EXCERPTED DATA →

//! Payload messages the core consumes/produces (spec §6.1).
//!
//! Encoding/decoding only; the envelope (magic, command, checksum) and the
//! transport that frames these payloads live in [`crate::wire::envelope`]
//! and outside this crate respectively.

use std::convert::TryInto;

use crate::blocks::{BlockHash, BlockHeader, HEADER_SIZE};
use crate::wire::compact_size;
use crate::wire::error::WireError;

/// Max `locator` entries in a `getheaders` message (spec §6.5).
pub const MAX_LOCATOR_ENTRIES: usize = 101;
/// Max headers in a single `headers` message (spec §6.5).
pub const MAX_HEADERS_PER_MESSAGE: usize = 2000;
/// Max inventory items in a single `inv` message (spec §6.1).
pub const MAX_INV_PER_MESSAGE: usize = 50_000;

fn take<'a>(buf: &mut &'a [u8], len: usize) -> Result<&'a [u8], WireError> {
    if buf.len() < len {
        return Err(WireError::UnexpectedEof);
    }
    let (head, tail) = buf.split_at(len);
    *buf = tail;
    Ok(head)
}

fn read_u16(buf: &mut &[u8]) -> Result<u16, WireError> {
    Ok(u16::from_le_bytes(take(buf, 2)?.try_into().unwrap()))
}

fn read_u32(buf: &mut &[u8]) -> Result<u32, WireError> {
    Ok(u32::from_le_bytes(take(buf, 4)?.try_into().unwrap()))
}

fn read_i32(buf: &mut &[u8]) -> Result<i32, WireError> {
    Ok(i32::from_le_bytes(take(buf, 4)?.try_into().unwrap()))
}

fn read_u64(buf: &mut &[u8]) -> Result<u64, WireError> {
    Ok(u64::from_le_bytes(take(buf, 8)?.try_into().unwrap()))
}

fn read_i64(buf: &mut &[u8]) -> Result<i64, WireError> {
    Ok(i64::from_le_bytes(take(buf, 8)?.try_into().unwrap()))
}

fn read_hash(buf: &mut &[u8]) -> Result<BlockHash, WireError> {
    let bytes: [u8; 32] = take(buf, 32)?.try_into().unwrap();
    Ok(BlockHash::from_bytes(bytes))
}

fn read_compact_size(buf: &mut &[u8]) -> Result<u64, WireError> {
    let (value, consumed) = compact_size::decode(buf)?;
    *buf = &buf[consumed..];
    Ok(value)
}

fn read_varstr(buf: &mut &[u8]) -> Result<String, WireError> {
    let len = read_compact_size(buf)?;
    let bytes = take(buf, len as usize)?;
    String::from_utf8(bytes.to_vec()).map_err(|e| WireError::MalformedMessage(e.to_string()))
}

fn write_varstr(out: &mut Vec<u8>, s: &str) {
    compact_size::encode(s.len() as u64, out);
    out.extend_from_slice(s.as_bytes());
}

/// A 26-byte network address: 8B services + 16B IPv6 (IPv4 v4-mapped) + 2B
/// big-endian port (spec §6.1).
#[derive(Debug, Clone, Copy, PartialEq, Eq)]
pub struct NetAddr {
    pub services: u64,
    pub ip: [u8; 16],
    pub port: u16,
}

impl NetAddr {
    pub const SIZE: usize = 26;

    pub fn serialize(&self, out: &mut Vec<u8>) {
        out.extend_from_slice(&self.services.to_le_bytes());
        out.extend_from_slice(&self.ip);
        out.extend_from_slice(&self.port.to_be_bytes());
    }

    pub fn deserialize(buf: &mut &[u8]) -> Result<Self, WireError> {
        let services = read_u64(buf)?;
        let ip: [u8; 16] = take(buf, 16)?.try_into().unwrap();
        let port = u16::from_be_bytes(take(buf, 2)?.try_into().unwrap());
        Ok(Self { services, ip, port })
    }
}

/// `version` message payload (spec §6.1).
#[derive(Debug, Clone, PartialEq, Eq)]
pub struct VersionMessage {
    pub version: i32,
    pub services: u64,
    pub timestamp: i64,
    pub addr_recv: NetAddr,
    pub addr_from: NetAddr,
    pub nonce: u64,
    pub user_agent: String,
    pub start_height: i32,
}

impl VersionMessage {
    pub fn serialize(&self) -> Vec<u8> {
        let mut out = Vec::new();
        out.extend_from_slice(&self.version.to_le_bytes());
        out.extend_from_slice(&self.services.to_le_bytes());
        out.extend_from_slice(&self.timestamp.to_le_bytes());
        self.addr_recv.serialize(&mut out);
        self.addr_from.serialize(&mut out);
        out.extend_from_slice(&self.nonce.to_le_bytes());
        write_varstr(&mut out, &self.user_agent);
        out.extend_from_slice(&self.start_height.to_le_bytes());
        out
    }

    pub fn deserialize(buf: &[u8]) -> Result<Self, WireError> {
        let mut cursor = buf;
        let version = read_i32(&mut cursor)?;
        let services = read_u64(&mut cursor)?;
        let timestamp = read_i64(&mut cursor)?;
        let addr_recv = NetAddr::deserialize(&mut cursor)?;
        let addr_from = NetAddr::deserialize(&mut cursor)?;
        let nonce = read_u64(&mut cursor)?;
        let user_agent = read_varstr(&mut cursor)?;
        let start_height = read_i32(&mut cursor)?;
        Ok(Self { version, services, timestamp, addr_recv, addr_from, nonce, user_agent, start_height })
    }
}

/// `ping`/`pong` payload: an 8-byte nonce (spec §6.1).
#[derive(Debug, Clone, Copy, PartialEq, Eq)]
pub struct PingMessage {
    pub nonce: u64,
}

impl PingMessage {
    pub fn serialize(&self) -> [u8; 8] {
        self.nonce.to_le_bytes()
    }

    pub fn deserialize(buf: &[u8]) -> Result<Self, WireError> {
        let mut cursor = buf;
        Ok(Self { nonce: read_u64(&mut cursor)? })
    }
}

#[derive(Debug, Clone, Copy, PartialEq, Eq)]
pub struct PongMessage {
    pub nonce: u64,
}

impl PongMessage {
    pub fn serialize(&self) -> [u8; 8] {
        self.nonce.to_le_bytes()
    }

    pub fn deserialize(buf: &[u8]) -> Result<Self, WireError> {
        let mut cursor = buf;
        Ok(Self { nonce: read_u64(&mut cursor)? })
    }
}

/// `getheaders` payload: a block locator plus an optional stop hash (spec
/// §6.1, §3.3).
#[derive(Debug, Clone, PartialEq, Eq)]
pub struct GetHeadersMessage {
    pub version: i32,
    pub locator: Vec<BlockHash>,
    pub stop_hash: BlockHash,
}

impl GetHeadersMessage {
    pub fn serialize(&self) -> Vec<u8> {
        let mut out = Vec::new();
        out.extend_from_slice(&self.version.to_le_bytes());
        compact_size::encode(self.locator.len() as u64, &mut out);
        for hash in &self.locator {
            out.extend_from_slice(hash.as_bytes());
        }
        out.extend_from_slice(self.stop_hash.as_bytes());
        out
    }

    pub fn deserialize(buf: &[u8]) -> Result<Self, WireError> {
        let mut cursor = buf;
        let version = read_i32(&mut cursor)?;
        let count = read_compact_size(&mut cursor)?;
        if count as usize > MAX_LOCATOR_ENTRIES {
            return Err(WireError::NonCanonicalCompactSize(count, MAX_LOCATOR_ENTRIES as u64));
        }
        let mut locator = Vec::with_capacity(compact_size::safe_capacity_hint(count));
        for _ in 0..count {
            locator.push(read_hash(&mut cursor)?);
        }
        let stop_hash = read_hash(&mut cursor)?;
        Ok(Self { version, locator, stop_hash })
    }
}

/// `headers` payload: a batch of up to [`MAX_HEADERS_PER_MESSAGE`] 100-byte
/// headers (spec §6.1, §4.7).
#[derive(Debug, Clone, PartialEq, Eq)]
pub struct HeadersMessage {
    pub headers: Vec<BlockHeader>,
}

impl HeadersMessage {
    pub fn serialize(&self) -> Vec<u8> {
        let mut out = Vec::new();
        compact_size::encode(self.headers.len() as u64, &mut out);
        for header in &self.headers {
            out.extend_from_slice(&header.serialize());
        }
        out
    }

    pub fn deserialize(buf: &[u8]) -> Result<Self, WireError> {
        let mut cursor = buf;
        let count = read_compact_size(&mut cursor)?;
        if count as usize > MAX_HEADERS_PER_MESSAGE {
            return Err(WireError::OversizedMessage(count as u32, MAX_HEADERS_PER_MESSAGE as u32));
        }
        let mut headers = Vec::with_capacity(compact_size::safe_capacity_hint(count));
        for _ in 0..count {
            let raw = take(&mut cursor, HEADER_SIZE)?;
            headers.push(BlockHeader::deserialize(raw).map_err(|e| WireError::MalformedMessage(e.to_string()))?);
        }
        Ok(Self { headers })
    }
}

/// A single `inv` entry: a 4-byte type code plus a 32-byte hash.
#[derive(Debug, Clone, Copy, PartialEq, Eq)]
pub struct InvItem {
    pub item_type: u32,
    pub hash: BlockHash,
}

/// `inv` payload: up to [`MAX_INV_PER_MESSAGE`] advertised items.
#[derive(Debug, Clone, PartialEq, Eq)]
pub struct InvMessage {
    pub items: Vec<InvItem>,
}

impl InvMessage {
    pub fn serialize(&self) -> Vec<u8> {
        let mut out = Vec::new();
        compact_size::encode(self.items.len() as u64, &mut out);
        for item in &self.items {
            out.extend_from_slice(&item.item_type.to_le_bytes());
            out.extend_from_slice(item.hash.as_bytes());
        }
        out
    }

    pub fn deserialize(buf: &[u8]) -> Result<Self, WireError> {
        let mut cursor = buf;
        let count = read_compact_size(&mut cursor)?;
        if count as usize > MAX_INV_PER_MESSAGE {
            return Err(WireError::OversizedMessage(count as u32, MAX_INV_PER_MESSAGE as u32));
        }
        let mut items = Vec::with_capacity(compact_size::safe_capacity_hint(count));
        for _ in 0..count {
            let item_type = read_u32(&mut cursor)?;
            let hash = read_hash(&mut cursor)?;
            items.push(InvItem { item_type, hash });
        }
        Ok(Self { items })
    }
}

#[cfg(test)]
mod test {
    use super::*;

    fn sample_addr() -> NetAddr {
        NetAddr { services: 1, ip: [0u8; 16], port: 8333 }
    }

    #[test]
    fn version_round_trips() {
        let msg = VersionMessage {
            version: 70015,
            services: 1,
            timestamp: 1_700_000_000,
            addr_recv: sample_addr(),
            addr_from: sample_addr(),
            nonce: 42,
            user_agent: "/chainbase:0.1.0/".to_string(),
            start_height: 100,
        };
        let bytes = msg.serialize();
        let decoded = VersionMessage::deserialize(&bytes).unwrap();
        assert_eq!(msg, decoded);
    }

    #[test]
    fn ping_pong_round_trip() {
        let ping = PingMessage { nonce: 7 };
        assert_eq!(PingMessage::deserialize(&ping.serialize()).unwrap(), ping);
        let pong = PongMessage { nonce: 7 };
        assert_eq!(PongMessage::deserialize(&pong.serialize()).unwrap(), pong);
    }

    #[test]
    fn getheaders_round_trips_and_bounds_locator() {
        let msg = GetHeadersMessage {
            version: 1,
            locator: vec![BlockHash::from_bytes([1u8; 32]), BlockHash::from_bytes([2u8; 32])],
            stop_hash: BlockHash::ZERO,
        };
        let bytes = msg.serialize();
        let decoded = GetHeadersMessage::deserialize(&bytes).unwrap();
        assert_eq!(msg, decoded);
    }

    #[test]
    fn getheaders_rejects_oversized_locator() {
        let mut bytes = Vec::new();
        bytes.extend_from_slice(&1i32.to_le_bytes());
        compact_size::encode((MAX_LOCATOR_ENTRIES + 1) as u64, &mut bytes);
        assert!(GetHeadersMessage::deserialize(&bytes).is_err());
    }

    #[test]
    fn headers_round_trips() {
        let header = BlockHeader {
            version: 1,
            prev_hash: BlockHash::ZERO,
            miner_address: [0u8; 20],
            time: 0,
            bits: 0x207f_ffff,
            nonce: 0,
            randomx_hash: BlockHash::ZERO,
        };
        let msg = HeadersMessage { headers: vec![header; 3] };
        let bytes = msg.serialize();
        let decoded = HeadersMessage::deserialize(&bytes).unwrap();
        assert_eq!(msg, decoded);
    }

    #[test]
    fn headers_rejects_batch_over_cap() {
        let mut bytes = Vec::new();
        compact_size::encode((MAX_HEADERS_PER_MESSAGE + 1) as u64, &mut bytes);
        assert!(HeadersMessage::deserialize(&bytes).is_err());
    }

    #[test]
    fn inv_round_trips() {
        let msg = InvMessage {
            items: vec![InvItem { item_type: 2, hash: BlockHash::from_bytes([9u8; 32]) }],
        };
        let bytes = msg.serialize();
        let decoded = InvMessage::deserialize(&bytes).unwrap();
        assert_eq!(msg, decoded);
    }
}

WORK ITEM →
Filter the lines above, keeping and copying those that contain "push".

SOLUTION TO THE PROBLEM →
            locator.push(read_hash(&mut cursor)?);
            headers.push(BlockHeader::deserialize(raw).map_err(|e| WireError::MalformedMessage(e.to_string()))?);
            items.push(InvItem { item_type, hash });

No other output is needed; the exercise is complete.